Brian Rencher indicated support for the recommendation saying that this is the proper way to honor our ancestors, and that this would make it more difficult for future city councils to create a secondary version of the St. Mary’s Cemetery fiasco.
Council Communications – Council Member Monahan thanked Terry Taylor Gonzalez for her work in remembering our veterans at all the appropriate times of the year including Veterans’ Day, Independence Day and other national holidays. That it was said that remembering our veterans has always occupied a high place of priority at our beautiful Memorial Park.
Council Member Morehouse entered a motion to accept Staff’s recommendations 1 and 2 (a and b of the Staff Report). With a second having been obtained Mayor Tracy asked that a roll call vote be taken – all members voted yes.
Jay introduced Rudy Livingston, new Assistant CFO for the city. It is his responsibility as the Lead CPA in the department to ensure that all necessary elements in the financial reporting process are completed on time.
The Importance of the CAFR served as the opening into a series of slides, hereby organized in what could be called a self-guided tour through the endlessly fascinating world of public finance.

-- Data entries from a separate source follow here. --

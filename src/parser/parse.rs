//! Main parser coordinator
//!
//! This module provides the [`Parser`] struct and core parsing infrastructure,
//! including error types, helper methods, and the main parse entry points.
//!
//! # Parser Architecture
//!
//! The Parser uses a recursive descent approach with the following organization:
//! - This module: Parser struct, helper methods, and coordination
//! - `declarations`: Parsing function and variable declarations
//! - `statements`: Parsing statements (if, while, for, etc.)
//! - `expressions`: Parsing expressions with one method per precedence level
//!
//! # Implementation
//!
//! Parser methods are split across multiple files using `impl Parser` blocks,
//! allowing each module to extend the Parser with related functionality while
//! maintaining access to the shared parser state.

use crate::parser::ast::*;
use crate::parser::lexer::{LexError, Lexer, Token};
use thiserror::Error;

/// Parser error type
#[derive(Debug, Clone, Error)]
#[error("Parse error at line {}, column {}: {message}", .location.line, .location.column)]
pub struct ParseError {
    pub message: String,
    pub location: SourceLocation,
}

impl From<LexError> for ParseError {
    fn from(err: LexError) -> Self {
        ParseError {
            message: err.message,
            location: err.location,
        }
    }
}

/// Recursive descent parser for the routine language
pub struct Parser {
    pub(crate) tokens: Vec<Token>,
    pub(crate) position: usize,
}

impl Parser {
    pub fn new(source: &str) -> Result<Self, ParseError> {
        let mut lexer = Lexer::new(source);
        let tokens = lexer.tokenize()?;
        Ok(Self {
            tokens,
            position: 0,
        })
    }

    /// Parse the entire program (top-level statements)
    pub fn parse_program(&mut self) -> Result<Program, ParseError> {
        let mut program = Program::new();

        while !self.is_at_end() {
            program.nodes.push(self.parse_statement()?);
        }

        Ok(program)
    }

    /// Parse a comma-separated list of expressions spanning the whole input.
    ///
    /// Used for the top-level invocation arguments supplied alongside a routine.
    pub fn parse_argument_list(&mut self) -> Result<Vec<AstNode>, ParseError> {
        let mut args = Vec::new();

        while !self.is_at_end() {
            args.push(self.parse_argument()?);
            if !self.match_token(&Token::Comma(self.current_location())) {
                break;
            }
        }

        if !self.is_at_end() {
            return Err(ParseError {
                message: format!("Expected ',' between arguments, found {}", self.peek()),
                location: self.current_location(),
            });
        }

        Ok(args)
    }

    // ===== Helper methods =====

    pub(crate) fn match_token(&mut self, token: &Token) -> bool {
        if self.check(token) {
            self.advance();
            true
        } else {
            false
        }
    }

    pub(crate) fn check(&self, token: &Token) -> bool {
        std::mem::discriminant(self.peek()) == std::mem::discriminant(token)
    }

    pub(crate) fn advance(&mut self) -> &Token {
        if !self.is_at_end() {
            self.position += 1;
        }
        self.previous()
    }

    pub(crate) fn is_at_end(&self) -> bool {
        matches!(self.peek(), Token::Eof(_))
    }

    pub(crate) fn peek(&self) -> &Token {
        &self.tokens[self.position]
    }

    pub(crate) fn peek_ahead(&self, n: usize) -> Option<&Token> {
        self.tokens.get(self.position + n)
    }

    pub(crate) fn previous(&self) -> &Token {
        &self.tokens[self.position.saturating_sub(1)]
    }

    pub(crate) fn previous_location(&self) -> SourceLocation {
        self.previous().location()
    }

    pub(crate) fn current_location(&self) -> SourceLocation {
        self.peek().location()
    }

    pub(crate) fn error_here(&self, message: impl Into<String>) -> ParseError {
        ParseError {
            message: message.into(),
            location: self.current_location(),
        }
    }

    pub(crate) fn expect_token(&mut self, token: &Token, message: &str) -> Result<(), ParseError> {
        if self.check(token) {
            self.advance();
            Ok(())
        } else {
            Err(self.error_here(format!("{}, found {}", message, self.peek())))
        }
    }

    pub(crate) fn expect_lparen(&mut self, ctx: &str) -> Result<(), ParseError> {
        self.expect_token(
            &Token::LParen(self.current_location()),
            &format!("Expected '(' {ctx}"),
        )
    }

    pub(crate) fn expect_rparen(&mut self, ctx: &str) -> Result<(), ParseError> {
        self.expect_token(
            &Token::RParen(self.current_location()),
            &format!("Expected ')' {ctx}"),
        )
    }

    pub(crate) fn expect_lbrace(&mut self, ctx: &str) -> Result<(), ParseError> {
        self.expect_token(
            &Token::LBrace(self.current_location()),
            &format!("Expected '{{' {ctx}"),
        )
    }

    pub(crate) fn expect_rbrace(&mut self, ctx: &str) -> Result<(), ParseError> {
        self.expect_token(
            &Token::RBrace(self.current_location()),
            &format!("Expected '}}' {ctx}"),
        )
    }

    /// Consume a statement terminator.
    ///
    /// A missing `;` is accepted before `}`, at end of input, or when the next
    /// token starts on a new line.
    pub(crate) fn expect_semicolon(&mut self, ctx: &str) -> Result<(), ParseError> {
        if self.match_token(&Token::Semicolon(self.current_location())) {
            return Ok(());
        }

        let on_new_line = self.current_location().line > self.previous_location().line;
        if self.is_at_end() || self.check(&Token::RBrace(self.current_location())) || on_new_line {
            return Ok(());
        }

        Err(self.error_here(format!("Expected ';' {}, found {}", ctx, self.peek())))
    }

    pub(crate) fn expect_identifier(&mut self) -> Result<String, ParseError> {
        if let Token::Ident(name, _) = self.peek() {
            let name = name.clone();
            self.advance();
            Ok(name)
        } else {
            Err(self.error_here(format!("Expected identifier, found {}", self.peek())))
        }
    }
}

#[cfg(test)]
mod tests {
    use super::*;

    #[test]
    fn test_parse_simple_function() {
        let source = "function fn(n) { return n; }";
        let mut parser = Parser::new(source).unwrap();
        let program = parser.parse_program().unwrap();

        assert_eq!(program.nodes.len(), 1);
        match &program.nodes[0] {
            AstNode::FunctionDecl(def) => {
                assert_eq!(def.name, "fn");
                assert_eq!(def.params.len(), 1);
                assert_eq!(def.params[0].name, "n");
                assert_eq!(def.body.len(), 1);
            }
            _ => panic!("Expected function declaration"),
        }
    }

    #[test]
    fn test_parse_default_parameters() {
        let source = "function fn(n = 5, memo = {}) { return n; }";
        let mut parser = Parser::new(source).unwrap();
        let program = parser.parse_program().unwrap();

        let def = program.function("fn").unwrap();
        assert!(def.params.iter().all(|p| p.default.is_some()));
    }

    #[test]
    fn test_optional_semicolons() {
        let source = "let a = 1\nlet b = 2\nfunction fn() { return a + b }";
        let mut parser = Parser::new(source).unwrap();
        let program = parser.parse_program().unwrap();

        assert_eq!(program.nodes.len(), 3);
    }

    #[test]
    fn test_missing_semicolon_on_same_line() {
        let source = "let a = 1 let b = 2;";
        let mut parser = Parser::new(source).unwrap();
        assert!(parser.parse_program().is_err());
    }

    #[test]
    fn test_parse_argument_list() {
        let mut parser = Parser::new("5, [1, 2, 3], { a: 1 }").unwrap();
        let args = parser.parse_argument_list().unwrap();

        assert_eq!(args.len(), 3);
        assert!(matches!(args[1], AstNode::ArrayLiteral { .. }));
        assert!(matches!(args[2], AstNode::ObjectLiteral { .. }));
    }

    #[test]
    fn test_parse_empty_argument_list() {
        let mut parser = Parser::new("   ").unwrap();
        assert!(parser.parse_argument_list().unwrap().is_empty());
    }
}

Council Member Morehouse questioned the possible noncompliance with the State’s Health and Safety Code, saying that the issue might be “minor” even though the issue was mentioned in one of the four points of weakness. Staff felt that the councilman had possibly referred to the RDA section of the report, which was true, and that last year there were several issues with the audit with this being one of them. These issues resulted in a delay in getting a final report to Council ahead of the deadline. This resulted in a “ding” on the item by the auditors. Mr. Morehouse then remembered that on health and safety, this is where the RDA steps in, but that with the future of redevelopment still unsure, items such as this may actually “go away,” never to be dealt with again.Public Communications – Brian Rencher wished to address the Honorable Chairman of the San Buenaventura Redevelopment Agency, Commissioners of the Board, the Director, Legal Counsel, Secretary, Staff and Citizens. In speaking to the RDA audit issue before Council, the speaker was expecting 5 minutes of time, but was then informed that he would be allowed 3 minutes only. Mr. Rencher then said, “No, let me correct you, Mr. Chairman.” It was the speaker’s contention that when there is only one item on the agenda dealing with the RDA or the Public Facilities Financing Authority, the public is allowed the entire 5 minutes to speak on a single item. The issue was referred to the city attorney for a brief check. The silence was interrupted as Mr. Rencher asked whether any of the agency members were familiar with [Orwell’s] Animal Farm, calling it a “great lesson in politics.”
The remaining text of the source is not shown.